** SUPPLIED INFORMATION follows **
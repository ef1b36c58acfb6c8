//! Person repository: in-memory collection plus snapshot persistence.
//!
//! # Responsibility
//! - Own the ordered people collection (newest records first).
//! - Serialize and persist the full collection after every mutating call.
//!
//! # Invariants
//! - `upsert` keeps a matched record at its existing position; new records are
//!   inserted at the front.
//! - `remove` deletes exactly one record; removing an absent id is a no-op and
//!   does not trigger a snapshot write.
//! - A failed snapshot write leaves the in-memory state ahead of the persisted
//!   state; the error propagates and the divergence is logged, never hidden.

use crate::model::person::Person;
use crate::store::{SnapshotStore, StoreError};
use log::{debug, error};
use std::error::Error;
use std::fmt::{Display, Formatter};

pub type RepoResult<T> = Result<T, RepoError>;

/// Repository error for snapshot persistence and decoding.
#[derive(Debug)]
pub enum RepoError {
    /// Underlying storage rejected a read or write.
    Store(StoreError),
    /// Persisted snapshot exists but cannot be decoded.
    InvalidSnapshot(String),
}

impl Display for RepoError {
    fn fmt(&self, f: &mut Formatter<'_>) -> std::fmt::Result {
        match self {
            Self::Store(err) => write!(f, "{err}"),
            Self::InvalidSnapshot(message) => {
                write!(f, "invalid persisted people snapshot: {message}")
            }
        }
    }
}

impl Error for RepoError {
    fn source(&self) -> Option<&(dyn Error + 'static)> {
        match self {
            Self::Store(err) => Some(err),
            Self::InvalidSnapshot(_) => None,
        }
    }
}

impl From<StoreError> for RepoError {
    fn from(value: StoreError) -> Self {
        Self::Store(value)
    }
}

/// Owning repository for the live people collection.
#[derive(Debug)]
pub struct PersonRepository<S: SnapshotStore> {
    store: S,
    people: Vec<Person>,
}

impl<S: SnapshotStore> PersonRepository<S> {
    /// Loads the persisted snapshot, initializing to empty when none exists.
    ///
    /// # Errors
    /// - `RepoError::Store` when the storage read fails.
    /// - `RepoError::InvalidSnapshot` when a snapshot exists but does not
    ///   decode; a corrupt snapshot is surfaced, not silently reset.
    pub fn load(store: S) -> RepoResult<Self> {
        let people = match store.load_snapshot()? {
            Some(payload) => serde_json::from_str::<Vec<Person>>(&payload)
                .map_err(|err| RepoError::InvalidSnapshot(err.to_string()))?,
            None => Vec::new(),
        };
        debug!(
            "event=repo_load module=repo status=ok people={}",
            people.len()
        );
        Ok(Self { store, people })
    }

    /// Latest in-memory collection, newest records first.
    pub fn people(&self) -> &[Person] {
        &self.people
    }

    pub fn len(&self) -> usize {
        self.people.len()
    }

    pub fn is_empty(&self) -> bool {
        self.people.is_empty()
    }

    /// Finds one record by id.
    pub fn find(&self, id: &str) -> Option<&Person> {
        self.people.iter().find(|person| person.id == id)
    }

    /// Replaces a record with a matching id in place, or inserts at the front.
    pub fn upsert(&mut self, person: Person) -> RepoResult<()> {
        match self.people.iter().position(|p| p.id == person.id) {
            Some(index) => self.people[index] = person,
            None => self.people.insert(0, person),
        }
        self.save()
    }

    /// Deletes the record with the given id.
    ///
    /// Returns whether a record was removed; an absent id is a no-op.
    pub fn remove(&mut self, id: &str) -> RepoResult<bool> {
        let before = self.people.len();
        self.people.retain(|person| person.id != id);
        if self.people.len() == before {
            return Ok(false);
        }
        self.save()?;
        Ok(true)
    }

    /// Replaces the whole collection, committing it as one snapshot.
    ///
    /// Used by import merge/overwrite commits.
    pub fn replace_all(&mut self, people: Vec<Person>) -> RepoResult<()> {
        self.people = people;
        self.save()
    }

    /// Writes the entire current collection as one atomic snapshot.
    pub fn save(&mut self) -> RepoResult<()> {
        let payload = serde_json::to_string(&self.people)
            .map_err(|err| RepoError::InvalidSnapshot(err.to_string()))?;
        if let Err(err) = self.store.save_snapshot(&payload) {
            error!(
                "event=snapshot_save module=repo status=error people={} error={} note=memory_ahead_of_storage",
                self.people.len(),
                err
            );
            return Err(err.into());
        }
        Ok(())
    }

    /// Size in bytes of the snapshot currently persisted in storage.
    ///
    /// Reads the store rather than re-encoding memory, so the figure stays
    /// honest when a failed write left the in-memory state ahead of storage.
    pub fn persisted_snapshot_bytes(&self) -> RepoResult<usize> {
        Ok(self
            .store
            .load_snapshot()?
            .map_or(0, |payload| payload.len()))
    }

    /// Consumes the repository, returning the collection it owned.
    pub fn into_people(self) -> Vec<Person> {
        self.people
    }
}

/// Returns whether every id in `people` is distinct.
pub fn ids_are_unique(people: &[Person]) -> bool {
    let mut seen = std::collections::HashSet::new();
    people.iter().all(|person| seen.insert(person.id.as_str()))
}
** End of SUPPLIED INFORMATION **
## TASK INSTRUCTIONS
Reproduce the entries above in full, precisely as written.

## ANSWER TO THE PROBLEM
repository ef1b36c58acfb6c8
//! Person repository: in-memory collection plus snapshot persistence.
//!
//! # Responsibility
//! - Own the ordered people collection (newest records first).
//! - Serialize and persist the full collection after every mutating call.
//!
//! # Invariants
//! - `upsert` keeps a matched record at its existing position; new records are
//!   inserted at the front.
//! - `remove` deletes exactly one record; removing an absent id is a no-op and
//!   does not trigger a snapshot write.
//! - A failed snapshot write leaves the in-memory state ahead of the persisted
//!   state; the error propagates and the divergence is logged, never hidden.

use crate::model::person::Person;
use crate::store::{SnapshotStore, StoreError};
use log::{debug, error};
use std::error::Error;
use std::fmt::{Display, Formatter};

pub type RepoResult<T> = Result<T, RepoError>;

/// Repository error for snapshot persistence and decoding.
#[derive(Debug)]
pub enum RepoError {
    /// Underlying storage rejected a read or write.
    Store(StoreError),
    /// Persisted snapshot exists but cannot be decoded.
    InvalidSnapshot(String),
}

impl Display for RepoError {
    fn fmt(&self, f: &mut Formatter<'_>) -> std::fmt::Result {
        match self {
            Self::Store(err) => write!(f, "{err}"),
            Self::InvalidSnapshot(message) => {
                write!(f, "invalid persisted people snapshot: {message}")
            }
        }
    }
}

impl Error for RepoError {
    fn source(&self) -> Option<&(dyn Error + 'static)> {
        match self {
            Self::Store(err) => Some(err),
            Self::InvalidSnapshot(_) => None,
        }
    }
}

impl From<StoreError> for RepoError {
    fn from(value: StoreError) -> Self {
        Self::Store(value)
    }
}

/// Owning repository for the live people collection.
#[derive(Debug)]
pub struct PersonRepository<S: SnapshotStore> {
    store: S,
    people: Vec<Person>,
}

impl<S: SnapshotStore> PersonRepository<S> {
    /// Loads the persisted snapshot, initializing to empty when none exists.
    ///
    /// # Errors
    /// - `RepoError::Store` when the storage read fails.
    /// - `RepoError::InvalidSnapshot` when a snapshot exists but does not
    ///   decode; a corrupt snapshot is surfaced, not silently reset.
    pub fn load(store: S) -> RepoResult<Self> {
        let people = match store.load_snapshot()? {
            Some(payload) => serde_json::from_str::<Vec<Person>>(&payload)
                .map_err(|err| RepoError::InvalidSnapshot(err.to_string()))?,
            None => Vec::new(),
        };
        debug!(
            "event=repo_load module=repo status=ok people={}",
            people.len()
        );
        Ok(Self { store, people })
    }

    /// Latest in-memory collection, newest records first.
    pub fn people(&self) -> &[Person] {
        &self.people
    }

    pub fn len(&self) -> usize {
        self.people.len()
    }

    pub fn is_empty(&self) -> bool {
        self.people.is_empty()
    }

    /// Finds one record by id.
    pub fn find(&self, id: &str) -> Option<&Person> {
        self.people.iter().find(|person| person.id == id)
    }

    /// Replaces a record with a matching id in place, or inserts at the front.
    pub fn upsert(&mut self, person: Person) -> RepoResult<()> {
        match self.people.iter().position(|p| p.id == person.id) {
            Some(index) => self.people[index] = person,
            None => self.people.insert(0, person),
        }
        self.save()
    }

    /// Deletes the record with the given id.
    ///
    /// Returns whether a record was removed; an absent id is a no-op.
    pub fn remove(&mut self, id: &str) -> RepoResult<bool> {
        let before = self.people.len();
        self.people.retain(|person| person.id != id);
        if self.people.len() == before {
            return Ok(false);
        }
        self.save()?;
        Ok(true)
    }

    /// Replaces the whole collection, committing it as one snapshot.
    ///
    /// Used by import merge/overwrite commits.
    pub fn replace_all(&mut self, people: Vec<Person>) -> RepoResult<()> {
        self.people = people;
        self.save()
    }

    /// Writes the entire current collection as one atomic snapshot.
    pub fn save(&mut self) -> RepoResult<()> {
        let payload = serde_json::to_string(&self.people)
            .map_err(|err| RepoError::InvalidSnapshot(err.to_string()))?;
        if let Err(err) = self.store.save_snapshot(&payload) {
            error!(
                "event=snapshot_save module=repo status=error people={} error={} note=memory_ahead_of_storage",
                self.people.len(),
                err
            );
            return Err(err.into());
        }
        Ok(())
    }

    /// Size in bytes of the snapshot currently persisted in storage.
    ///
    /// Reads the store rather than re-encoding memory, so the figure stays
    /// honest when a failed write left the in-memory state ahead of storage.
    pub fn persisted_snapshot_bytes(&self) -> RepoResult<usize> {
        Ok(self
            .store
            .load_snapshot()?
            .map_or(0, |payload| payload.len()))
    }

    /// Consumes the repository, returning the collection it owned.
    pub fn into_people(self) -> Vec<Person> {
        self.people
    }
}

/// Returns whether every id in `people` is distinct.
pub fn ids_are_unique(people: &[Person]) -> bool {
    let mut seen = std::collections::HashSet::new();
    people.iter().all(|person| seen.insert(person.id.as_str()))
}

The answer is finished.